DFO scientist reviewed sea surface temperatures in satellite data dating back 4 decades
The Atlantic Ocean off Canada's East Coast experienced an "unprecedented" marine heat wave this summer.
Surface temperatures reached record highs throughout the region — including a huge weeklong spike off Newfoundland that averaged 6.7 C above normal.
Fisheries and Oceans climate scientist Peter Galbraith compiled the data for the World Meteorological Organization, a United Nations agency that monitors extreme weather events around the planet.
Environment and Climate Change Canada submitted the data to the agency in September.
Galbraith compared sea surface temperatures that have been measured by satellite since 1982.
"In terms of what we have recorded, it's unprecedented," Galbraith told CBC News. "We just don't have anything close to that in our data record."
What exactly is a marine heat wave?
Marine heat waves are periods of unusually warm temperatures in the ocean. They are generally defined as five or more consecutive days when surface waters are in the uppermost 10 per cent of historical temperatures.
The month-long Atlantic event took place during the last three weeks of July and the first week of August.
Galbraith averaged the temperatures from the Scotian Shelf, Gulf of St. Lawrence, the Newfoundland Shelf and the Labrador Shelf.
In July, the ocean surface was two to four degrees above normal — the warmest in the 41 years that satellite data has been collected.
'It's a huge difference'
Galbraith said that off Newfoundland's Flemish Cap, where the surface temperature is normally 12 C, it was 18.6 C.
"Anything over like 1 degree Celcius is already off normal. So 6.5 degrees is the largest single weekly anomaly for a fairly large area in the whole satellite record for our Eastern Canadian waters," he said. "It's a huge difference"
Galbraith has been monitoring ocean conditions in the Gulf of St. Lawrence and the Atlantic Ocean for many years.
"I was surprised by the spatial extent of it. Usually part of the Atlantic zone is warm, but not all of it. And this was spreading across the whole zone," he said.
He was also shocked by how long it lasted.

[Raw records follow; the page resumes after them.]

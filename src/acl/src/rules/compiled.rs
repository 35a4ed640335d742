//! Rule sets with every pattern compiled once, ready for evaluation

use super::{CatalogRule, FallbackPattern, RuleKind, RuleSet, SchemaRule, TableRule};
use crate::identity::IdentityMatcher;
use crate::pattern::Pattern;
use crate::types::PrivilegeSet;
use tracing::warn;

/// Catalog rule with compiled patterns
#[derive(Debug, Clone)]
pub struct CompiledCatalogRule {
    pub index: usize,
    pub identity: IdentityMatcher,
    pub catalog: Pattern,
    pub rule: CatalogRule,
}

/// Schema rule with compiled patterns
#[derive(Debug, Clone)]
pub struct CompiledSchemaRule {
    pub index: usize,
    pub identity: IdentityMatcher,
    pub catalog: Pattern,
    pub schema: Pattern,
    pub rule: SchemaRule,
}

/// Table rule with compiled patterns and its known privileges
#[derive(Debug, Clone)]
pub struct CompiledTableRule {
    pub index: usize,
    pub identity: IdentityMatcher,
    pub catalog: Pattern,
    pub schema: Pattern,
    pub table: Pattern,
    pub privileges: PrivilegeSet,
    pub rule: TableRule,
}

/// Immutable, evaluation-ready form of a [`RuleSet`]
///
/// Only the catalog, schema and table lists take part in evaluation; the
/// source rule set is kept whole for serialization.
#[derive(Debug, Clone)]
pub struct CompiledRuleSet {
    source: RuleSet,
    catalogs: Vec<CompiledCatalogRule>,
    schemas: Vec<CompiledSchemaRule>,
    tables: Vec<CompiledTableRule>,
}

impl CompiledRuleSet {
    /// Compile every evaluated pattern in the rule set
    pub fn compile(source: RuleSet) -> Self {
        let catalogs = source
            .catalogs
            .iter()
            .enumerate()
            .map(|(index, rule)| CompiledCatalogRule {
                index,
                identity: IdentityMatcher::compile(&rule.identity),
                catalog: Pattern::compile(&rule.catalog),
                rule: rule.clone(),
            })
            .collect();

        let schemas = source
            .schemas
            .iter()
            .enumerate()
            .map(|(index, rule)| CompiledSchemaRule {
                index,
                identity: IdentityMatcher::compile(&rule.identity),
                catalog: Pattern::compile(&rule.catalog),
                schema: Pattern::compile(&rule.schema),
                rule: rule.clone(),
            })
            .collect();

        let tables = source
            .tables
            .iter()
            .enumerate()
            .map(|(index, rule)| CompiledTableRule {
                index,
                identity: IdentityMatcher::compile(&rule.identity),
                catalog: Pattern::compile(&rule.catalog),
                schema: Pattern::compile(&rule.schema),
                table: Pattern::compile(&rule.table),
                privileges: rule.known_privileges(),
                rule: rule.clone(),
            })
            .collect();

        let compiled = Self {
            source,
            catalogs,
            schemas,
            tables,
        };

        for fallback in compiled.literal_patterns() {
            warn!("Pattern is not a valid regex, matching literally: {}", fallback);
        }

        compiled
    }

    /// Compiled patterns of the evaluated lists that fell back to literal matching
    pub fn literal_patterns(&self) -> Vec<FallbackPattern> {
        let mut found = Vec::new();

        for rule in &self.catalogs {
            let fields = rule.identity.patterns().chain([("catalog", &rule.catalog)]);
            collect_literals(&mut found, RuleKind::Catalogs, rule.index, fields);
        }
        for rule in &self.schemas {
            let fields = rule
                .identity
                .patterns()
                .chain([("catalog", &rule.catalog), ("schema", &rule.schema)]);
            collect_literals(&mut found, RuleKind::Schemas, rule.index, fields);
        }
        for rule in &self.tables {
            let fields = rule.identity.patterns().chain([
                ("catalog", &rule.catalog),
                ("schema", &rule.schema),
                ("table", &rule.table),
            ]);
            collect_literals(&mut found, RuleKind::Tables, rule.index, fields);
        }

        found
    }

    /// Compiled rule set with no rules
    pub fn empty() -> Self {
        Self::compile(RuleSet::empty())
    }

    /// Rule set this was compiled from
    pub fn source(&self) -> &RuleSet {
        &self.source
    }

    pub fn catalogs(&self) -> &[CompiledCatalogRule] {
        &self.catalogs
    }

    pub fn schemas(&self) -> &[CompiledSchemaRule] {
        &self.schemas
    }

    pub fn tables(&self) -> &[CompiledTableRule] {
        &self.tables
    }
}

fn collect_literals<'a>(
    found: &mut Vec<FallbackPattern>,
    kind: RuleKind,
    index: usize,
    fields: impl Iterator<Item = (&'static str, &'a Pattern)>,
) {
    found.extend(
        fields
            .filter(|(_, pattern)| pattern.is_literal())
            .map(|(field, pattern)| FallbackPattern {
                kind,
                index,
                field,
                pattern: pattern.as_str().to_string(),
            }),
    );
}

impl From<RuleSet> for CompiledRuleSet {
    fn from(source: RuleSet) -> Self {
        Self::compile(source)
    }
}
//! Core access-control types

use serde::{Deserialize, Serialize};
use std::collections::BTreeSet;
use std::fmt;

/// Set of table privileges, ordered by declaration
pub type PrivilegeSet = BTreeSet<Privilege>;

/// Principal making a request (authenticated user plus memberships)
#[derive(Debug, Clone, Default, PartialEq, Eq, Serialize, Deserialize)]
pub struct Principal {
    /// User name
    pub user: String,

    /// Group memberships
    #[serde(default)]
    pub groups: BTreeSet<String>,

    /// Role memberships
    #[serde(default)]
    pub roles: BTreeSet<String>,
}

impl Principal {
    /// Create a principal with no group or role memberships
    pub fn new(user: impl Into<String>) -> Self {
        Self {
            user: user.into(),
            groups: BTreeSet::new(),
            roles: BTreeSet::new(),
        }
    }

    /// Add a group membership
    pub fn with_group(mut self, group: impl Into<String>) -> Self {
        self.groups.insert(group.into());
        self
    }

    /// Add several group memberships
    pub fn with_groups<I, S>(mut self, groups: I) -> Self
    where
        I: IntoIterator<Item = S>,
        S: Into<String>,
    {
        self.groups.extend(groups.into_iter().map(Into::into));
        self
    }

    /// Add a role membership
    pub fn with_role(mut self, role: impl Into<String>) -> Self {
        self.roles.insert(role.into());
        self
    }

    /// Add several role memberships
    pub fn with_roles<I, S>(mut self, roles: I) -> Self
    where
        I: IntoIterator<Item = S>,
        S: Into<String>,
    {
        self.roles.extend(roles.into_iter().map(Into::into));
        self
    }
}

/// Table privilege
#[derive(Debug, Clone, Copy, PartialEq, Eq, PartialOrd, Ord, Hash, Serialize, Deserialize)]
#[serde(rename_all = "SCREAMING_SNAKE_CASE")]
pub enum Privilege {
    Select,
    Insert,
    Delete,
    Update,
    Ownership,
    GrantSelect,
    CreateView,
}

impl Privilege {
    /// Every known privilege, in declaration order
    pub const ALL: [Privilege; 7] = [
        Privilege::Select,
        Privilege::Insert,
        Privilege::Delete,
        Privilege::Update,
        Privilege::Ownership,
        Privilege::GrantSelect,
        Privilege::CreateView,
    ];

    /// Token used in rule documents
    pub fn as_str(&self) -> &'static str {
        match self {
            Privilege::Select => "SELECT",
            Privilege::Insert => "INSERT",
            Privilege::Delete => "DELETE",
            Privilege::Update => "UPDATE",
            Privilege::Ownership => "OWNERSHIP",
            Privilege::GrantSelect => "GRANT_SELECT",
            Privilege::CreateView => "CREATE_VIEW",
        }
    }

    /// Parse a document token; unknown tokens yield `None`
    pub fn from_token(token: &str) -> Option<Self> {
        Self::ALL.into_iter().find(|p| p.as_str() == token)
    }
}

impl fmt::Display for Privilege {
    fn fmt(&self, f: &mut fmt::Formatter<'_>) -> fmt::Result {
        f.write_str(self.as_str())
    }
}

/// Catalog-level access granted by a catalog rule
#[derive(Debug, Clone, Copy, Default, PartialEq, Eq, Hash, Serialize, Deserialize)]
#[serde(rename_all = "kebab-case")]
pub enum CatalogAccess {
    /// Full access to the catalog
    All,
    /// Read access plus view creation
    ReadOnly,
    /// Catalog is hidden
    #[default]
    None,
}

impl CatalogAccess {
    /// Privileges implied by this access level
    pub fn privileges(&self) -> PrivilegeSet {
        match self {
            CatalogAccess::All => Privilege::ALL.into_iter().collect(),
            CatalogAccess::ReadOnly => [Privilege::Select, Privilege::CreateView].into_iter().collect(),
            CatalogAccess::None => PrivilegeSet::new(),
        }
    }

    /// Whether the catalog is visible at all
    pub fn is_visible(&self) -> bool {
        !matches!(self, CatalogAccess::None)
    }

    /// Token used in rule documents
    pub fn as_str(&self) -> &'static str {
        match self {
            CatalogAccess::All => "all",
            CatalogAccess::ReadOnly => "read-only",
            CatalogAccess::None => "none",
        }
    }
}

impl fmt::Display for CatalogAccess {
    fn fmt(&self, f: &mut fmt::Formatter<'_>) -> fmt::Result {
        f.write_str(self.as_str())
    }
}
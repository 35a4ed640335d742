//! Effective-access decision tests
//!
//! Covers the documented scenarios plus first-match, default-deny and
//! determinism properties over generated rule sets.

use proptest::prelude::*;
use std::sync::Arc;
use trino_acl::{
    compute_effective_access, evaluate_catalog, AccessEngine, AccessRequest, CatalogAccess,
    CatalogRule, CompiledRuleSet, EngineConfig, IdentityRule, Principal, Privilege, PrivilegeSet,
    RuleSet, RuleStore, SchemaRule, TableRule,
};

// ============================================================================
// SCENARIOS
// ============================================================================

fn scenario_a_rules() -> RuleSet {
    RuleSet::from_json_str(
        r#"{
            "catalogs": [{ "catalog": "hive", "allow": "read-only" }],
            "tables": [{
                "group": "analyst",
                "catalog": "hive",
                "schema": "sales",
                "table": "orders",
                "privileges": ["SELECT", "CREATE_VIEW"]
            }]
        }"#,
    )
    .unwrap()
}

#[test]
fn test_scenario_a_read_only_catalog_with_table_grant() {
    let engine = AccessEngine::with_rules(scenario_a_rules());
    let bob = Principal::new("bob").with_group("analyst");

    let access = engine.check(
        &AccessRequest::new(bob, "hive")
            .with_schema("sales")
            .with_table("orders"),
    );

    assert_eq!(access.catalog.allow, CatalogAccess::ReadOnly);
    assert_eq!(
        access.catalog.allowed_privileges,
        PrivilegeSet::from([Privilege::Select, Privilege::CreateView])
    );
    assert_eq!(
        access.table_privileges(),
        PrivilegeSet::from([Privilege::Select, Privilege::CreateView])
    );
    assert!(access.visible);

    let matched = access.table.unwrap().matched_rule.unwrap();
    assert_eq!(matched.index, 0);
    assert_eq!(matched.rule.identity.group.as_deref(), Some("analyst"));
}

#[test]
fn test_scenario_b_empty_rules_deny_everything() {
    let engine = AccessEngine::with_rules(RuleSet::empty());

    let access = engine.check(
        &AccessRequest::new(Principal::new("bob"), "hive")
            .with_schema("sales")
            .with_table("orders"),
    );

    assert_eq!(access.catalog.allow, CatalogAccess::None);
    assert!(access.catalog.matched_rule.is_none());
    assert!(!access.visible);
    assert!(!access.is_schema_owner());
    assert!(access.table_privileges().is_empty());
    assert!(access.table.unwrap().matched_rule.is_none());
}

#[test]
fn test_scenario_c_unrestricted_wildcard_catalog() {
    let mut rules = RuleSet::empty();
    rules.push_catalog(CatalogRule::new(".*", CatalogAccess::All));
    let rules = CompiledRuleSet::compile(rules);

    for user in ["alice", "bob", "", "svc-etl"] {
        for catalog in ["hive", "iceberg", "system", ""] {
            let decision = evaluate_catalog(&rules, &Principal::new(user), catalog);
            assert_eq!(decision.allow, CatalogAccess::All, "user={user}, catalog={catalog}");
        }
    }
}

// ============================================================================
// IDENTITY AND PATTERN SEMANTICS
// ============================================================================

#[test]
fn test_identity_fields_are_ored() {
    let mut rules = RuleSet::empty();
    rules.push_catalog(
        CatalogRule::new("hive", CatalogAccess::All)
            .with_user("alice")
            .with_group("finance"),
    );
    let rules = CompiledRuleSet::compile(rules);

    let bob = Principal::new("bob").with_group("finance");
    assert_eq!(evaluate_catalog(&rules, &bob, "hive").allow, CatalogAccess::All);

    let carol = Principal::new("carol").with_group("sales");
    assert_eq!(evaluate_catalog(&rules, &carol, "hive").allow, CatalogAccess::None);
}

#[test]
fn test_role_only_rule() {
    let mut rules = RuleSet::empty();
    rules
        .push_schema(SchemaRule::new("hive", ".*", true).with_role("data_owner"))
        .push_schema(SchemaRule::new("hive", ".*", false));
    let rules = CompiledRuleSet::compile(rules);

    let owner = Principal::new("dave").with_role("data_owner");
    let access = compute_effective_access(&rules, &owner, "hive", Some("finance"), None);
    assert!(access.is_schema_owner());

    let reader = Principal::new("dave").with_role("reader");
    let access = compute_effective_access(&rules, &reader, "hive", Some("finance"), None);
    assert!(!access.is_schema_owner());
    assert_eq!(access.schema.unwrap().matched_rule.unwrap().index, 1);
}

#[test]
fn test_malformed_catalog_pattern_matches_literally() {
    let mut rules = RuleSet::empty();
    rules.push_catalog(CatalogRule::new("[", CatalogAccess::ReadOnly));
    let rules = CompiledRuleSet::compile(rules);

    let bob = Principal::new("bob");
    assert_eq!(evaluate_catalog(&rules, &bob, "[").allow, CatalogAccess::ReadOnly);
    assert_eq!(evaluate_catalog(&rules, &bob, "x").allow, CatalogAccess::None);
}

#[test]
fn test_patterns_are_anchored() {
    let mut rules = RuleSet::empty();
    rules.push_table(TableRule::new("hive", "sales", "order", [Privilege::Select]));
    let rules = CompiledRuleSet::compile(rules);

    let bob = Principal::new("bob");
    let access = compute_effective_access(&rules, &bob, "hive", Some("sales"), Some("orders"));
    assert!(access.table_privileges().is_empty());
}

#[test]
fn test_unknown_privileges_are_dropped() {
    let rules = RuleSet::from_json_str(
        r#"{
            "catalogs": [{ "catalog": ".*", "allow": "all" }],
            "tables": [{
                "catalog": "hive",
                "schema": ".*",
                "table": ".*",
                "privileges": ["SELECT", "TRUNCATE", "select", "INSERT"]
            }]
        }"#,
    )
    .unwrap();
    let engine = AccessEngine::with_rules(rules);

    let access = engine.evaluate(&Principal::new("bob"), "hive", Some("sales"), Some("orders"));
    assert_eq!(
        access.table_privileges(),
        PrivilegeSet::from([Privilege::Select, Privilege::Insert])
    );
}

// ============================================================================
// COMPOSER SHAPE
// ============================================================================

#[test]
fn test_partial_coordinates() {
    let engine = AccessEngine::with_rules(scenario_a_rules());
    let bob = Principal::new("bob").with_group("analyst");

    let catalog_only = engine.evaluate(&bob, "hive", None, None);
    assert!(catalog_only.schema.is_none());
    assert!(catalog_only.table.is_none());

    let schema_only = engine.evaluate(&bob, "hive", Some("sales"), None);
    assert!(schema_only.schema.is_some());
    assert!(schema_only.table.is_none());

    let table_without_schema = engine.evaluate(&bob, "hive", None, Some("orders"));
    assert!(table_without_schema.schema.is_none());
    assert!(table_without_schema.table.is_none());
}

#[test]
fn test_effective_access_json_keys() {
    let engine = AccessEngine::with_rules(scenario_a_rules());
    let bob = Principal::new("bob").with_group("analyst");

    let value = serde_json::to_value(engine.evaluate(&bob, "hive", Some("sales"), Some("orders"))).unwrap();
    let object = value.as_object().unwrap();

    let mut keys: Vec<&str> = object.keys().map(String::as_str).collect();
    keys.sort_unstable();
    assert_eq!(keys, vec!["catalog", "schema", "table", "visible"]);
    assert_eq!(value["schema"]["matched_rule"], serde_json::Value::Null);
    assert_eq!(value["schema"]["owner"], serde_json::json!(false));
}

#[test]
fn test_engine_shares_store_across_threads() {
    let store = Arc::new(RuleStore::new(scenario_a_rules()));
    let engine = Arc::new(AccessEngine::new(EngineConfig::default(), store));

    let handles: Vec<_> = (0..8)
        .map(|i| {
            let engine = Arc::clone(&engine);
            std::thread::spawn(move || {
                let principal = Principal::new(format!("user-{i}")).with_group("analyst");
                engine
                    .evaluate(&principal, "hive", Some("sales"), Some("orders"))
                    .table_privileges()
            })
        })
        .collect();

    for handle in handles {
        assert_eq!(
            handle.join().unwrap(),
            PrivilegeSet::from([Privilege::Select, Privilege::CreateView])
        );
    }
    assert_eq!(engine.get_metrics().unwrap().total_evaluations, 8);
}

// ============================================================================
// PROPERTIES
// ============================================================================

fn pattern_strategy() -> impl Strategy<Value = String> {
    prop_oneof![
        Just(".*".to_string()),
        Just("hive".to_string()),
        Just("iceberg".to_string()),
        Just("hive|iceberg".to_string()),
        Just("[".to_string()),
        "[a-z]{1,6}",
    ]
}

fn access_strategy() -> impl Strategy<Value = CatalogAccess> {
    prop_oneof![
        Just(CatalogAccess::All),
        Just(CatalogAccess::ReadOnly),
        Just(CatalogAccess::None),
    ]
}

fn catalog_rule_strategy() -> impl Strategy<Value = CatalogRule> {
    (
        pattern_strategy(),
        access_strategy(),
        proptest::option::of("alice|bob|[a-z]{1,4}"),
        proptest::option::of("analyst|finance"),
    )
        .prop_map(|(catalog, allow, user, group)| {
            let mut rule = CatalogRule::new(catalog, allow);
            rule.identity.user = user;
            rule.identity.group = group;
            rule
        })
}

fn principal_strategy() -> impl Strategy<Value = Principal> {
    (
        "alice|bob|carol",
        proptest::collection::btree_set("analyst|finance|sales", 0..3),
    )
        .prop_map(|(user, groups)| Principal::new(user).with_groups(groups))
}

proptest! {
    #[test]
    fn prop_catalog_decision_is_deterministic(
        rules in proptest::collection::vec(catalog_rule_strategy(), 0..8),
        principal in principal_strategy(),
        catalog in "hive|iceberg|delta|\\[",
    ) {
        let mut rule_set = RuleSet::empty();
        rule_set.catalogs = rules;
        let compiled = CompiledRuleSet::compile(rule_set);

        let first = evaluate_catalog(&compiled, &principal, &catalog);
        let second = evaluate_catalog(&compiled, &principal, &catalog);

        prop_assert_eq!(&first, &second);
        prop_assert_eq!(first.allowed_privileges, first.allow.privileges());
    }

    #[test]
    fn prop_first_matching_rule_wins(
        first_access in access_strategy(),
        rest in proptest::collection::vec(catalog_rule_strategy(), 0..8),
        principal in principal_strategy(),
        catalog in "hive|iceberg|delta",
    ) {
        let mut rule_set = RuleSet::empty();
        rule_set.push_catalog(CatalogRule::new(".*", first_access));
        rule_set.catalogs.extend(rest);
        let compiled = CompiledRuleSet::compile(rule_set);

        let decision = evaluate_catalog(&compiled, &principal, &catalog);
        prop_assert_eq!(decision.allow, first_access);
        prop_assert_eq!(decision.matched_rule.map(|m| m.index), Some(0));
    }

    #[test]
    fn prop_empty_rules_deny(
        principal in principal_strategy(),
        catalog in "[a-z]{0,8}",
        schema in proptest::option::of("[a-z]{0,8}"),
        table in proptest::option::of("[a-z]{0,8}"),
    ) {
        let compiled = CompiledRuleSet::compile(RuleSet::empty());
        let access = compute_effective_access(
            &compiled,
            &principal,
            &catalog,
            schema.as_deref(),
            table.as_deref(),
        );

        prop_assert!(!access.visible);
        prop_assert!(!access.is_schema_owner());
        prop_assert!(access.table_privileges().is_empty());
    }
}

"Often you'll see a peak, [when] the sea surface temperatures could be above normal and one week and just a few weeks later would be below normal, just with weather systems going through," he said.
"To have that at record levels over three whole weeks and then remaining really high for a fourth. It was actually my first time seeing that on the scale of the Atlantic zone for such a long time."
B.C. coast affected too
DFO scientists also reported to the World Meteorological Organization that there is an ongoing marine heat wave off British Columbia.
When it peaked in early August, it covered 90 per cent of Canada's 200-mile exclusive economic zone in the Pacific.
The maximum anomaly was 3.5 C above normal in the Pacific, where marine heat waves have become more common.
In submitting the data to the World Meteorological Organization, DFO scientists described the Pacific event as "unusual" while they classified the Atlantic one as "unprecedented."
Impact on the ecosystem
Marine heat waves have been linked to devastating effects like algae blooms, coral bleaching and local fish loss.
However a paper published in the science journal Nature on Aug. 30 contained some good news.
It looked at data from scientific bottom-trawl surveys in North America and Europe from 1993 to 2019, which included 238 marine heat waves.
Bottom dwelling fish were surprisingly resilient. Populations were generally within normal variability after a marine heat wave.
It was an encouraging result. But the authors still said it's important to keep global warming to 1.5 C or less, because there's no certainty that resilience would continue if warming intensifies.
But the recent warming trend is continuing in the Atlantic Ocean off Canada's East Coast.
In 2021, temperature records were broken there that had been set only nine years earlier. And 2022 was the warmest year ever, with highs recorded throughout the water column.
This summer's marine heat wave was significant enough that it may drive up the overall average for 2023, Galbraith said.